Yeah, even the original trilogy falls flat in that regard, with Darth Vader's single act of redemption earning him a place in Force Ghost Heaven, disregarding twenty years' worth of atrocities; the prequels starting off with mass child slaughter was just a cherry on top.

I also find it ironic how the Empire's pro-human stance doesn't actually show up in the movies proper, with the army freely employing alien informants and bounty hunters and cooperating with Hutts. The only derogatory comment in the series is a single officer referring to Chewie as a "thing", which is mirrored minutes later by Leia outright calling him a "walking carpet". If anything, the movies and TV shows milked every chance to display not evil racists, but indeed evil races. And the upcoming Rebels cartoon will treat us to yet another creepy alien darksider openly in command of Imperial forces.

Again, I consider such inconsistent mash-ups to be a sign of an over-abused villain kitchen sink - writers try and put anything they consider "evil" in the antagonist corner of the ring, even in cases where it simply wouldn't work out.

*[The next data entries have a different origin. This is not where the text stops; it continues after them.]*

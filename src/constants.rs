//! Protocol constants for BriteBlox chip communication.
//!
//! These constants define the USB IDs, vendor request codes and other
//! wire-level details of the FTDI-class protocol the board speaks. Most
//! users only need [`BRITEBLOX_VID`], [`pid::BRITEBLOX`] and
//! [`BITMODE_BITBANG`].

use crate::types::BitMode;

// ---- Vendor ID and known Product IDs ----

/// Vendor ID used by BriteBlox boards (FTDI's).
pub const BRITEBLOX_VID: u16 = 0x0403;

/// Known product IDs.
pub mod pid {
    /// BriteBlox board.
    pub const BRITEBLOX: u16 = 0x7AD0;
    /// FT232AM, FT232BM, FT232R.
    pub const FT232: u16 = 0x6001;
    /// FT2232C/D/H.
    pub const FT2232: u16 = 0x6010;
    /// FT4232H.
    pub const FT4232: u16 = 0x6011;
    /// FT232H.
    pub const FT232H: u16 = 0x6014;
}

/// Product IDs matched when enumerating with a `0:0` vendor/product pair.
pub const DEFAULT_PRODUCT_IDS: [u16; 5] = [
    pid::FT232,
    pid::FT2232,
    pid::FT4232,
    pid::FT232H,
    pid::BRITEBLOX,
];

/// Standard 8-bit asynchronous bitbang.
pub const BITMODE_BITBANG: BitMode = BitMode::BitBang;

// ---- SIO vendor request codes ----

/// Reset the port.
pub(crate) const SIO_RESET_REQUEST: u8 = 0x00;
/// Set baud rate.
pub(crate) const SIO_SET_BAUDRATE_REQUEST: u8 = 0x03;
/// Set latency timer.
pub(crate) const SIO_SET_LATENCY_TIMER_REQUEST: u8 = 0x09;
/// Get latency timer.
pub(crate) const SIO_GET_LATENCY_TIMER_REQUEST: u8 = 0x0A;
/// Set bitbang mode.
pub(crate) const SIO_SET_BITMODE_REQUEST: u8 = 0x0B;
/// Read pin states directly.
pub(crate) const SIO_READ_PINS_REQUEST: u8 = 0x0C;
/// Read one EEPROM word.
pub(crate) const SIO_READ_EEPROM_REQUEST: u8 = 0x90;

// ---- Reset sub-commands ----

/// SIO reset (device reset).
pub(crate) const SIO_RESET_SIO: u16 = 0;
/// Purge RX FIFO (chip -> host direction).
pub(crate) const SIO_RESET_PURGE_RX: u16 = 1;
/// Purge TX FIFO (host -> chip direction).
pub(crate) const SIO_RESET_PURGE_TX: u16 = 2;

// ---- Clock constants for baud rate calculation ----

/// H-type clock: 120 MHz.
pub(crate) const H_CLK: u32 = 120_000_000;
/// Standard clock: 48 MHz.
pub(crate) const C_CLK: u32 = 48_000_000;
/// AM clock: 24 MHz.
pub(crate) const AM_CLK: u32 = 24_000_000;

// ---- EEPROM ----

/// Largest EEPROM any supported chip can carry (93x66), in bytes.
pub const MAX_EEPROM_SIZE: usize = 256;

/// Word addresses holding the FTDIChip-ID on R-type parts.
pub(crate) const CHIPID_WORDS: [u16; 2] = [0x43, 0x44];

/// US English, used for string descriptor reads.
pub(crate) const LANGUAGE_ID: u16 = 0x0409;
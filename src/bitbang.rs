//! Bitbang GPIO: drive and sample the data pins directly.
//!
//! In bitbang mode each byte written to the device is latched onto the
//! pins selected as outputs by the mode mask, and [`BriteBlox::read_pins`]
//! samples the pins on demand.
//!
//! ```no_run
//! use briteblox::{BriteBlox, constants::{pid, BITMODE_BITBANG, BRITEBLOX_VID}};
//! use std::{thread, time::Duration};
//!
//! let mut ctx = BriteBlox::new()?;
//! ctx.open(BRITEBLOX_VID, pid::BRITEBLOX)?;
//! ctx.set_bitmode(0xFF, BITMODE_BITBANG)?;
//! for value in [0xFF, 0x00] {
//!     ctx.write_data(value)?;
//!     // Pacing is up to the caller.
//!     thread::sleep(Duration::from_secs(1));
//! }
//! ctx.disable_bitbang()?;
//! # Ok::<(), briteblox::Error>(())
//! ```

use crate::constants::{SIO_READ_PINS_REQUEST, SIO_SET_BITMODE_REQUEST};
use crate::context::BriteBlox;
use crate::error::{Error, Result};
use crate::transport::UsbBackend;
use crate::types::{BitMode, Mode};

impl<B: UsbBackend> BriteBlox<B> {
    /// Switch the pins into `mode`, with `mask` selecting outputs (1) and
    /// inputs (0).
    ///
    /// `BitMode::Reset` returns to normal operation. Fails with
    /// [`Error::InvalidMode`] if the detected chip cannot run `mode`.
    pub fn set_bitmode(&mut self, mask: u8, mode: BitMode) -> Result<()> {
        let chip = self.device()?.chip_type;
        if !chip.supports(mode) {
            return Err(Error::InvalidMode { mode, chip });
        }

        let value = mask as u16 | (mode.wire_value() as u16) << 8;
        self.control_out(SIO_SET_BITMODE_REQUEST, value)?;

        let dev = self.device_mut()?;
        dev.mode = match mode {
            BitMode::Reset => Mode::Normal,
            other => Mode::Bitbang(other),
        };
        log::debug!("bit mode {mode:?}, mask {mask:#04x}");
        Ok(())
    }

    /// Like [`set_bitmode`](Self::set_bitmode) with a raw mode byte.
    ///
    /// Unknown values fail with [`Error::InvalidModeValue`] before anything
    /// is sent to the device.
    pub fn set_bitmode_raw(&mut self, mask: u8, mode: u8) -> Result<()> {
        self.device()?;
        self.set_bitmode(mask, BitMode::try_from(mode)?)
    }

    /// Leave bitbang mode and return to normal operation.
    pub fn disable_bitbang(&mut self) -> Result<()> {
        self.set_bitmode(0, BitMode::Reset)
    }

    /// Drive the output pins to `value`.
    ///
    /// Fails with [`Error::BitbangDisabled`] unless a bitbang mode is
    /// active. The byte is sent immediately; no pacing is applied.
    pub fn write_data(&mut self, value: u8) -> Result<()> {
        self.write_pattern(&[value]).map(|_| ())
    }

    /// Send a sequence of pin states, clocked out at the current baud rate.
    ///
    /// Returns the number of bytes sent. Large patterns are split into
    /// transfers of the configured write chunk size.
    pub fn write_pattern(&mut self, pattern: &[u8]) -> Result<usize> {
        self.require_bitbang()?;
        self.bulk_write_all(pattern)
    }

    /// Sample the pins.
    ///
    /// Fails with [`Error::BitbangDisabled`] unless a bitbang mode is active.
    pub fn read_pins(&self) -> Result<u8> {
        self.require_bitbang()?;
        let index = self.device()?.usb_index;
        let data = self.control_in_exact(SIO_READ_PINS_REQUEST, index, 1)?;
        Ok(data[0])
    }

    fn require_bitbang(&self) -> Result<()> {
        match self.device()?.mode {
            Mode::Bitbang(_) => Ok(()),
            Mode::Normal => Err(Error::BitbangDisabled),
        }
    }
}
//! Context lifecycle, port setup and failure handling against the
//! simulated bus.

use std::time::Duration;

use briteblox::constants::{pid, BRITEBLOX_VID};
use briteblox::transport::mock::{MockBackend, MockChip, MockFailure};
use briteblox::{BriteBlox, DeviceState, Error, ErrorKind, Interface, Mode, Options};

const SIO_SET_BAUDRATE_REQUEST: u8 = 0x03;

fn board() -> (MockBackend, BriteBlox<MockBackend>) {
    let backend = MockBackend::with_chip(MockChip::ft232r());
    let ctx = BriteBlox::with_backend(backend.clone()).unwrap();
    (backend, ctx)
}

fn opened() -> (MockBackend, BriteBlox<MockBackend>) {
    let (backend, mut ctx) = board();
    ctx.open(BRITEBLOX_VID, pid::BRITEBLOX).unwrap();
    (backend, ctx)
}

fn last_baud_value(backend: &MockBackend) -> u16 {
    backend
        .chip(0)
        .unwrap()
        .requests
        .iter()
        .rev()
        .find(|r| r.request == SIO_SET_BAUDRATE_REQUEST)
        .map(|r| r.value)
        .unwrap()
}

#[test]
fn new_context_is_uninitialized() {
    let (_, ctx) = board();
    assert_eq!(ctx.state(), DeviceState::Uninitialized);
    assert!(!ctx.is_open());
    assert!(matches!(ctx.mode(), Err(Error::NotOpen)));
}

#[test]
fn open_close_reopen() {
    let (backend, mut ctx) = opened();
    assert_eq!(ctx.state(), DeviceState::Open);
    assert_eq!(ctx.mode().unwrap(), Mode::Normal);
    assert_eq!(ctx.chip_type().unwrap(), briteblox::ChipType::Ft232R);
    assert_eq!(ctx.device_ids().unwrap(), (BRITEBLOX_VID, pid::BRITEBLOX));
    assert_eq!(ctx.baudrate().unwrap(), 9600);

    ctx.close().unwrap();
    assert_eq!(ctx.state(), DeviceState::Closed);
    assert!(matches!(ctx.set_baudrate(9600), Err(Error::NotOpen)));
    assert!(matches!(ctx.close(), Err(Error::NotOpen)));

    ctx.open(BRITEBLOX_VID, pid::BRITEBLOX).unwrap();
    assert_eq!(ctx.state(), DeviceState::Open);
    assert_eq!(backend.calls().open, 2);
}

#[test]
fn open_while_open_is_rejected() {
    let (backend, mut ctx) = opened();
    let err = ctx.open(BRITEBLOX_VID, pid::BRITEBLOX).unwrap_err();
    assert_eq!(err.kind(), ErrorKind::AlreadyOpen);
    assert_eq!(backend.calls().open, 1);
    assert_eq!(backend.calls().list, 1);
}

#[test]
fn open_missing_device() {
    let (backend, mut ctx) = board();
    let err = ctx.open(BRITEBLOX_VID, pid::FT232H).unwrap_err();
    assert!(matches!(err, Error::DeviceNotFound));
    assert_eq!(err.kind(), ErrorKind::Usb);
    assert_eq!(ctx.state(), DeviceState::Uninitialized);
    assert_eq!(backend.calls().open, 0);
}

#[test]
fn transient_open_failure_is_visible_and_retry_succeeds() {
    let (backend, mut ctx) = board();
    backend.fail_next_opens(1);

    let err = ctx.open(BRITEBLOX_VID, pid::BRITEBLOX).unwrap_err();
    assert!(matches!(err, Error::ClaimFailed));
    assert!(err.code() < 0);
    assert_eq!(backend.calls().open, 1);
    assert_eq!(ctx.state(), DeviceState::Uninitialized);

    ctx.open(BRITEBLOX_VID, pid::BRITEBLOX).unwrap();
    ctx.set_baudrate(115_200).unwrap();
    assert_eq!(backend.calls().open, 2);
}

#[test]
fn failure_during_open_setup_releases_handle() {
    let (backend, mut ctx) = board();
    backend.fail_next_transfer(MockFailure::Timeout);

    let err = ctx.open(BRITEBLOX_VID, pid::BRITEBLOX).unwrap_err();
    assert!(matches!(err, Error::Timeout));
    assert_eq!(err.kind(), ErrorKind::Timeout);
    assert_eq!(ctx.state(), DeviceState::Uninitialized);

    ctx.open(BRITEBLOX_VID, pid::BRITEBLOX).unwrap();
    assert!(ctx.is_open());
}

#[test]
fn failed_reopen_keeps_closed_state() {
    let (backend, mut ctx) = opened();
    ctx.close().unwrap();
    backend.fail_next_opens(1);
    assert!(ctx.open(BRITEBLOX_VID, pid::BRITEBLOX).is_err());
    assert_eq!(ctx.state(), DeviceState::Closed);
}

#[test]
fn timeouts_are_not_retried() {
    let (backend, mut ctx) = opened();
    let before = backend.calls().control_out;
    backend.fail_next_transfer(MockFailure::Timeout);
    assert!(matches!(ctx.usb_reset(), Err(Error::Timeout)));
    assert_eq!(backend.calls().control_out, before + 1);

    backend.fail_next_transfer(MockFailure::Stall);
    let err = ctx.purge_tx_buffer().unwrap_err();
    assert_eq!(err.kind(), ErrorKind::Usb);
    assert!(ctx.is_open());
}

#[test]
fn interface_can_only_change_while_closed() {
    let (_, mut ctx) = board();
    ctx.set_interface(Interface::B).unwrap();
    assert_eq!(ctx.options().interface, Interface::B);

    ctx.open(BRITEBLOX_VID, pid::BRITEBLOX).unwrap();
    assert!(matches!(ctx.set_interface(Interface::A), Err(Error::AlreadyOpen)));
}

#[test]
fn options_are_applied() {
    let backend = MockBackend::with_chip(MockChip::ft232r());
    let options = Options::default()
        .read_timeout(Duration::from_millis(250))
        .write_chunksize(2);
    let mut ctx = BriteBlox::with_options(backend, options).unwrap();
    assert_eq!(ctx.options().read_timeout, Duration::from_millis(250));

    ctx.set_write_timeout(Duration::from_secs(1));
    assert_eq!(ctx.options().write_timeout, Duration::from_secs(1));
    assert!(matches!(ctx.set_read_chunksize(0), Err(Error::InvalidArgument(_))));
}

#[test]
fn latency_timer() {
    let (_, mut ctx) = opened();
    assert_eq!(ctx.latency_timer().unwrap(), 16);
    ctx.set_latency_timer(2).unwrap();
    assert_eq!(ctx.latency_timer().unwrap(), 2);
    assert_eq!(
        ctx.set_latency_timer(0).unwrap_err().kind(),
        ErrorKind::InvalidArgument
    );
}

#[test]
fn baudrate_is_scaled_in_bitbang_mode() {
    let (backend, mut ctx) = opened();
    ctx.set_baudrate(38_400).unwrap();
    let normal = last_baud_value(&backend);

    ctx.set_bitmode(0xFF, briteblox::BitMode::BitBang).unwrap();
    ctx.set_baudrate(9600).unwrap();
    assert_eq!(last_baud_value(&backend), normal);
    assert_eq!(ctx.baudrate().unwrap(), 9600);
}

#[test]
fn unreachable_baudrate_is_rejected() {
    let (_, mut ctx) = opened();
    let err = ctx.set_baudrate(10_000_000).unwrap_err();
    assert!(matches!(err, Error::UnsupportedBaudRate { .. }));
    assert!(matches!(ctx.set_baudrate(0), Err(Error::InvalidArgument(_))));
    assert_eq!(ctx.baudrate().unwrap(), 9600);
}

#[test]
fn read_data_strips_status_and_keeps_remainder() {
    let (backend, mut ctx) = opened();
    backend.queue_rx(0, b"hello");

    let mut buf = [0u8; 3];
    assert_eq!(ctx.read_data(&mut buf).unwrap(), 3);
    assert_eq!(&buf, b"hel");
    assert_eq!(ctx.read_data(&mut buf).unwrap(), 2);
    assert_eq!(&buf[..2], b"lo");
    assert_eq!(backend.calls().bulk_read, 1);

    // Only modem status on the wire.
    assert_eq!(ctx.read_data(&mut buf).unwrap(), 0);
}

#[test]
fn read_size_is_rounded_to_whole_packets() {
    let (backend, mut ctx) = opened();
    ctx.set_read_chunksize(100).unwrap();
    backend.queue_rx(0, b"abc");

    let mut buf = [0u8; 8];
    assert_eq!(ctx.read_data(&mut buf).unwrap(), 3);
    assert_eq!(&buf[..3], b"abc");
    assert_eq!(backend.calls().bulk_read, 1);
}

#[test]
fn zero_chunk_sizes_are_rejected_at_creation() {
    for options in [
        Options::default().read_chunksize(0),
        Options::default().write_chunksize(0),
    ] {
        let backend = MockBackend::with_chip(MockChip::ft232r());
        let err = BriteBlox::with_options(backend, options).unwrap_err();
        assert_eq!(err.kind(), ErrorKind::InvalidArgument);
    }
}

#[test]
fn purge_drops_pending_data() {
    let (backend, mut ctx) = opened();
    backend.queue_rx(0, b"abcdef");
    let mut buf = [0u8; 2];
    ctx.read_data(&mut buf).unwrap();

    backend.queue_rx(0, b"xyz");
    ctx.purge_buffers().unwrap();
    assert_eq!(ctx.read_data(&mut buf).unwrap(), 0);
}

#[test]
fn release_closes_and_resets_pins() {
    let (backend, mut ctx) = opened();
    ctx.set_bitmode(0x0F, briteblox::BitMode::BitBang).unwrap();
    ctx.release();
    assert_eq!(backend.chip(0).unwrap().bitmode, 0);
}

#[test]
fn release_without_open_is_fine() {
    let (backend, ctx) = board();
    ctx.release();
    assert_eq!(backend.calls().open, 0);
}
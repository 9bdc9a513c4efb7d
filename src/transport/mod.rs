//! USB transport abstraction.
//!
//! The context never talks to a USB stack directly. It goes through two
//! traits:
//!
//! - [`UsbBackend`] enumerates the bus, reads string descriptors and opens
//!   devices.
//! - [`UsbDevice`] is one opened, claimed device that performs synchronous
//!   control and bulk transfers, each bounded by a timeout.
//!
//! [`NusbBackend`] is the production implementation on top of `nusb`.
//! With the `mock` feature, `mock::MockBackend` simulates a chip in memory
//! so the full context can be driven without hardware.
//!
//! No transport method retries on failure. A timed-out transfer surfaces
//! as [`Error::Timeout`](crate::Error::Timeout).

#[cfg(any(test, feature = "mock"))]
pub mod mock;
mod nusb_backend;

use std::time::Duration;

use crate::device_info::{DeviceDescriptor, DeviceStrings};
use crate::error::Result;
use crate::types::Interface;

pub use nusb_backend::{NusbBackend, NusbDevice};

/// Access to a host USB stack.
pub trait UsbBackend {
    /// Handle type for an opened device.
    type Device: UsbDevice;

    /// Snapshot every device currently on the bus, in bus order.
    fn list_devices(&self) -> Result<Vec<DeviceDescriptor>>;

    /// Read the manufacturer, product and serial strings of a device.
    ///
    /// The device is opened only for the duration of the call.
    fn read_strings(&self, device: &DeviceDescriptor, timeout: Duration)
        -> Result<DeviceStrings>;

    /// Open a device and claim the given interface.
    fn open(&self, device: &DeviceDescriptor, interface: Interface) -> Result<Self::Device>;
}

/// An opened device with a claimed interface.
///
/// Dropping the handle releases the interface and closes the device.
pub trait UsbDevice {
    /// The `bcdDevice` field of the device descriptor.
    fn release_number(&self) -> u16;

    /// Whether the device descriptor references a serial number string.
    fn has_serial_number(&self) -> bool;

    /// Max packet size of the claimed interface's bulk endpoints, if the
    /// configuration descriptor could be read.
    fn max_packet_size(&self) -> Option<usize>;

    /// Vendor OUT control transfer without a data stage.
    fn control_out(&self, request: u8, value: u16, index: u16, timeout: Duration) -> Result<()>;

    /// Vendor IN control transfer returning up to `length` bytes.
    fn control_in(
        &self,
        request: u8,
        value: u16,
        index: u16,
        length: u16,
        timeout: Duration,
    ) -> Result<Vec<u8>>;

    /// Bulk OUT transfer. Returns the number of bytes the device accepted.
    fn bulk_write(&mut self, endpoint: u8, data: &[u8], timeout: Duration) -> Result<usize>;

    /// Bulk IN transfer of up to `len` bytes.
    fn bulk_read(&mut self, endpoint: u8, len: usize, timeout: Duration) -> Result<Vec<u8>>;
}
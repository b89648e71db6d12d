use shelfsync_core::TenantId;

/// Tenant context for a request.
///
/// This is immutable and must be present for all tenant-scoped routes.
#[derive(Debug, Copy, Clone, PartialEq, Eq)]
pub struct TenantContext {
    tenant_id: TenantId,
}

impl TenantContext {
    pub fn new(tenant_id: TenantId) -> Self {
        Self { tenant_id }
    }

    pub fn tenant_id(&self) -> TenantId {
        self.tenant_id
    }
}
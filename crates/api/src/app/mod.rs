//! HTTP API application wiring (Axum router + service wiring).
//!
//! - `services.rs`: reconciler wiring (catalog adapter, audit sink, config)
//! - `routes/`: HTTP routes + handlers
//! - `dto.rs`: response DTOs
//! - `errors.rs`: consistent error responses

use std::sync::Arc;

use axum::{routing::get, Extension, Router};
use tower::ServiceBuilder;

use crate::middleware;

pub mod dto;
pub mod errors;
pub mod routes;
pub mod services;

/// Build the full HTTP router (public entrypoint used by `main.rs`).
pub fn build_app(services: services::AppServices) -> Router {
    let services = Arc::new(services);

    // Tenant-scoped routes.
    let protected = routes::router()
        .layer(Extension(services))
        .layer(axum::middleware::from_fn(middleware::tenant_middleware));

    Router::new()
        .route("/health", get(routes::system::health))
        .merge(protected)
        .layer(ServiceBuilder::new())
}
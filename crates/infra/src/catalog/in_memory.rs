use std::collections::HashMap;
use std::sync::RwLock;

use async_trait::async_trait;

use shelfsync_core::{ExpectedQuantity, ProductId, TenantId};
use shelfsync_inventory::CatalogProduct;

use super::{CatalogError, CatalogStore};

/// In-memory, tenant-isolated catalog.
///
/// Intended for tests/dev. Default ordering is insertion order.
#[derive(Debug, Default)]
pub struct InMemoryCatalogStore {
    products: RwLock<HashMap<TenantId, Vec<CatalogProduct>>>,
}

impl InMemoryCatalogStore {
    pub fn new() -> Self {
        Self::default()
    }

    /// Insert or replace a product (keyed by product id) for a tenant.
    pub fn insert(&self, tenant_id: TenantId, product: CatalogProduct) {
        let mut products = self.products.write().unwrap_or_else(|e| e.into_inner());
        let tenant = products.entry(tenant_id).or_default();
        match tenant.iter_mut().find(|p| p.product_id == product.product_id) {
            Some(existing) => *existing = product,
            None => tenant.push(product),
        }
    }

    /// Snapshot of a tenant's catalog in default ordering.
    pub fn list(&self, tenant_id: TenantId) -> Vec<CatalogProduct> {
        self.products
            .read()
            .map(|p| p.get(&tenant_id).cloned().unwrap_or_default())
            .unwrap_or_default()
    }
}

#[async_trait]
impl CatalogStore for InMemoryCatalogStore {
    async fn find_by_name_contains(
        &self,
        tenant_id: TenantId,
        text: &str,
        limit: usize,
    ) -> Result<Vec<CatalogProduct>, CatalogError> {
        let products = self
            .products
            .read()
            .map_err(|_| CatalogError::Storage("lock poisoned".to_string()))?;

        Ok(products
            .get(&tenant_id)
            .map(|all| {
                all.iter()
                    .filter(|p| p.contains_text(text))
                    .take(limit)
                    .cloned()
                    .collect()
            })
            .unwrap_or_default())
    }

    async fn get(
        &self,
        tenant_id: TenantId,
        product_id: ProductId,
    ) -> Result<Option<CatalogProduct>, CatalogError> {
        let products = self
            .products
            .read()
            .map_err(|_| CatalogError::Storage("lock poisoned".to_string()))?;

        Ok(products
            .get(&tenant_id)
            .and_then(|all| all.iter().find(|p| p.product_id == product_id).cloned()))
    }

    async fn set_quantity(
        &self,
        tenant_id: TenantId,
        product_id: ProductId,
        expected: ExpectedQuantity,
        quantity: i64,
    ) -> Result<(), CatalogError> {
        let mut products = self
            .products
            .write()
            .map_err(|_| CatalogError::Storage("lock poisoned".to_string()))?;

        let product = products
            .get_mut(&tenant_id)
            .and_then(|all| all.iter_mut().find(|p| p.product_id == product_id))
            .ok_or(CatalogError::NotFound(product_id))?;

        expected.check(product.quantity)?;

        product.quantity = quantity;
        product.track_quantity = true;
        Ok(())
    }
}

#[cfg(test)]
mod tests {
    use super::*;

    fn seeded() -> (InMemoryCatalogStore, TenantId, ProductId) {
        let store = InMemoryCatalogStore::new();
        let tenant = TenantId::new();
        let id = ProductId::new();
        store.insert(tenant, CatalogProduct::new(id, "WID-A", "Widget A Deluxe", 10));
        store.insert(tenant, CatalogProduct::new(ProductId::new(), "WID-B", "Widget B", 5));
        store.insert(tenant, CatalogProduct::new(ProductId::new(), "GIZ", "Gizmo", 1).with_tags(["widget accessory"]));
        (store, tenant, id)
    }

    #[tokio::test]
    async fn search_is_case_insensitive_ordered_and_capped() {
        let (store, tenant, id) = seeded();
        let hits = store.find_by_name_contains(tenant, "WIDGET", 5).await.unwrap();
        let titles: Vec<_> = hits.iter().map(|p| p.title.as_str()).collect();
        assert_eq!(titles, vec!["Widget A Deluxe", "Widget B", "Gizmo"]);
        assert_eq!(hits[0].product_id, id);

        let capped = store.find_by_name_contains(tenant, "widget", 2).await.unwrap();
        assert_eq!(capped.len(), 2);
    }

    #[tokio::test]
    async fn search_is_tenant_isolated() {
        let (store, _tenant, _) = seeded();
        let other = TenantId::new();
        assert!(store.find_by_name_contains(other, "widget", 5).await.unwrap().is_empty());
    }

    #[tokio::test]
    async fn set_quantity_is_absolute_and_tracks() {
        let (store, tenant, id) = seeded();
        store.set_quantity(tenant, id, ExpectedQuantity::Exact(10), 12).await.unwrap();
        let p = store.get(tenant, id).await.unwrap().unwrap();
        assert_eq!(p.quantity, 12);
        assert!(p.track_quantity);
    }

    #[tokio::test]
    async fn set_quantity_rejects_stale_baseline() {
        let (store, tenant, id) = seeded();
        store.set_quantity(tenant, id, ExpectedQuantity::Any, 7).await.unwrap();
        let err = store.set_quantity(tenant, id, ExpectedQuantity::Exact(10), 12).await.unwrap_err();
        assert_eq!(err, CatalogError::Concurrency { expected: 10, actual: 7 });
        assert_eq!(store.get(tenant, id).await.unwrap().unwrap().quantity, 7);
    }

    #[tokio::test]
    async fn set_quantity_on_unknown_product_is_not_found() {
        let (store, tenant, _) = seeded();
        let missing = ProductId::new();
        let err = store.set_quantity(tenant, missing, ExpectedQuantity::Any, 1).await.unwrap_err();
        assert_eq!(err, CatalogError::NotFound(missing));
    }
}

As a result, it starts looking less like an objectively depicted universe with some genuinely nasty characters that should be opposed, and more like an utterly biased personal story that's quick to demonize all opposing forces as a homogeneous bunch of black hats. It's like when conspiracy theorists get paranoid about evil Masonic Satanist Jewish Catholic Muslim Commie Nazis - the complaint speaks more of the complainer than anyone else.